Physicist 'spins' mask filters in cotton candy machine
Marie Donlon | November 25, 2020A physicist from the Physics Unit at Okinawa Institute of Science and Technology (OIST) Graduate University in Okinawa, has developed a technique for manufacturing filters for N95-like respirator masks using a cotton candy machine.
OIST physicist Mahesh Bandi heated standard plastic — such as plastic water bottles and plastic shopping bags — and then placed the material in a cotton candy machine (otherwise known as a candy floss machine). Once inside, the plastic is spun into a mesh-like material that resembles cotton candy but that is also electrocharged due to the spinning.
Source: Joseolgon/CC BY-SA 3.0
The material is then cut into squares and positioned close to a standard air ionizer vent to enhance the material’s electrostatic charge.
In the lab, the filters were placed inside 3D printed masks designed in the likeness of N95 respirators. According to Bandi, the filters performed as well as standard N95 masks that feature electrocharged filters capable of capturing viruses — including SARS-CoV-2 viruses like COVID-19 — before reaching the wearer.
Bandi intends to make the plans for developing such filters available to the public in response to COVID-19 global personal protective equipment (PPE) shortages.
The technique is detailed in the journal Proceedings of the Royal Society A.

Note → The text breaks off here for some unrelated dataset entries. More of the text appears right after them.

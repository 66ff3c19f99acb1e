//! Bitemporal behavior over the HTTP surface

use axum::http::StatusCode;
use engram_core::GraphStore;
use engram_e2e_tests::{send, test_context, TestContext};
use serde_json::json;

async fn consolidate(ctx: &TestContext, object: &str, valid_from: f64, valid_to: Option<f64>) {
    let mut body = json!({
        "subject": "FranceCapital",
        "predicate": "is",
        "object": object,
        "valid_from": valid_from
    });
    if let Some(to) = valid_to {
        body["valid_to"] = json!(to);
    }
    let (status, _) = send(&ctx.app, "POST", "/temporal_consolidate", Some("editor"), Some(body)).await;
    assert_eq!(status, StatusCode::OK);
}

async fn snapshot_objects(ctx: &TestContext, valid_at: f64, tx_at: f64) -> Vec<String> {
    let (status, body) = send(
        &ctx.app,
        "GET",
        &format!("/temporal_snapshot?valid_at={valid_at}&tx_at={tx_at}"),
        Some("viewer"),
        Some(json!({ "pairs": [{ "subject": "FranceCapital", "predicate": "is" }] })),
    )
    .await;
    assert_eq!(status, StatusCode::OK);
    body["results"]
        .as_array()
        .unwrap()
        .iter()
        .map(|f| f["object"].as_str().unwrap().to_string())
        .collect()
}

#[tokio::test]
async fn snapshot_answers_as_of_any_historical_tx_time() {
    let ctx = test_context();
    consolidate(&ctx, "Paris", 1000.0, None).await;
    consolidate(&ctx, "Versailles", 500.0, Some(999.0)).await;
    consolidate(&ctx, "Paris", 1000.0, None).await;

    // Recover the server-assigned transaction times
    let versions = ctx.graph.facts_for_pair("FranceCapital", "is").await.unwrap();
    assert_eq!(versions.len(), 3);
    let (tx1, tx2, tx3) = (versions[0].tx_time, versions[1].tx_time, versions[2].tx_time);
    assert!(tx1 < tx2 && tx2 < tx3);

    // As the store stood between the second and third writes, 750 was Versailles
    let mid = snapshot_objects(&ctx, 750.0, (tx2 + tx3) / 2.0).await;
    assert_eq!(mid, vec!["Versailles"]);

    // Before the Versailles version existed, nothing covered 750
    let early = snapshot_objects(&ctx, 750.0, (tx1 + tx2) / 2.0).await;
    assert!(early.is_empty());

    // At the latest transaction time, 1200 resolves to the newest Paris version
    let late = snapshot_objects(&ctx, 1200.0, tx3 + 1.0).await;
    assert_eq!(late, vec!["Paris"]);
}

#[tokio::test]
async fn point_bbox_matches_exact_location_only() {
    let ctx = test_context();
    let (status, _) = send(
        &ctx.app,
        "POST",
        "/temporal_consolidate",
        Some("editor"),
        Some(json!({
            "subject": "landmark",
            "predicate": "at",
            "object": "corner",
            "location": { "lon": 2.35, "lat": 48.85 },
            "valid_from": 2010.0,
            "valid_to": 2020.0
        })),
    )
    .await;
    assert_eq!(status, StatusCode::OK);

    // Zero-area bbox at the exact corner
    let (status, body) = send(
        &ctx.app,
        "GET",
        "/spatial_query?bbox=2.35,48.85,2.35,48.85&valid_from=2012&valid_to=2018",
        Some("viewer"),
        None,
    )
    .await;
    assert_eq!(status, StatusCode::OK);
    assert_eq!(body["results"].as_array().unwrap().len(), 1);

    // A nearby point misses
    let (status, body) = send(
        &ctx.app,
        "GET",
        "/spatial_query?bbox=2.36,48.85,2.36,48.85&valid_from=2012&valid_to=2018",
        Some("viewer"),
        None,
    )
    .await;
    assert_eq!(status, StatusCode::OK);
    assert!(body["results"].as_array().unwrap().is_empty());
}

#[tokio::test]
async fn inverted_bbox_is_rejected() {
    let ctx = test_context();
    let (status, body) = send(
        &ctx.app,
        "GET",
        "/spatial_query?bbox=30,35,-10,60&valid_from=0&valid_to=1",
        Some("viewer"),
        None,
    )
    .await;
    assert_eq!(status, StatusCode::UNPROCESSABLE_ENTITY);
    assert_eq!(body["error"]["code"], json!("VALIDATION_ERROR"));
}

#[tokio::test]
async fn open_ended_validity_reaches_any_future_window() {
    let ctx = test_context();
    let (status, _) = send(
        &ctx.app,
        "POST",
        "/temporal_consolidate",
        Some("editor"),
        Some(json!({
            "subject": "hq",
            "predicate": "at",
            "object": "hq",
            "location": { "lon": 0.0, "lat": 0.0 },
            "valid_from": 2000.0
        })),
    )
    .await;
    assert_eq!(status, StatusCode::OK);

    let (status, body) = send(
        &ctx.app,
        "GET",
        "/spatial_query?bbox=-1,-1,1,1&valid_from=9000&valid_to=9001",
        Some("viewer"),
        None,
    )
    .await;
    assert_eq!(status, StatusCode::OK);
    assert_eq!(body["results"].as_array().unwrap().len(), 1);
}

#[tokio::test]
async fn validity_interval_must_be_ordered() {
    let ctx = test_context();
    let (status, body) = send(
        &ctx.app,
        "POST",
        "/temporal_consolidate",
        Some("editor"),
        Some(json!({
            "subject": "s",
            "predicate": "p",
            "object": "o",
            "valid_from": 100.0,
            "valid_to": 50.0
        })),
    )
    .await;
    assert_eq!(status, StatusCode::UNPROCESSABLE_ENTITY);
    assert_eq!(body["error"]["code"], json!("VALIDATION_ERROR"));
}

This report says "standard plastics" which is misleading as there are big differences among plastics, as there are with foods or metals. The public misundertands plastics enough as it is, and such collective use of the term plastics further supports the falsely negative images that now exist. In fact, the author doesn't use water bottles (PET) or shopping bags (PE) as noted here, but rather PP and PS, which both melt around 100 C but don't become spinnable until much hotter, unless solvent-spun (lower temperature but need unpleasant solvents and provision for their recovery). In other words, the candy machine is another device that could be used to make mask material, but not a home DIY project.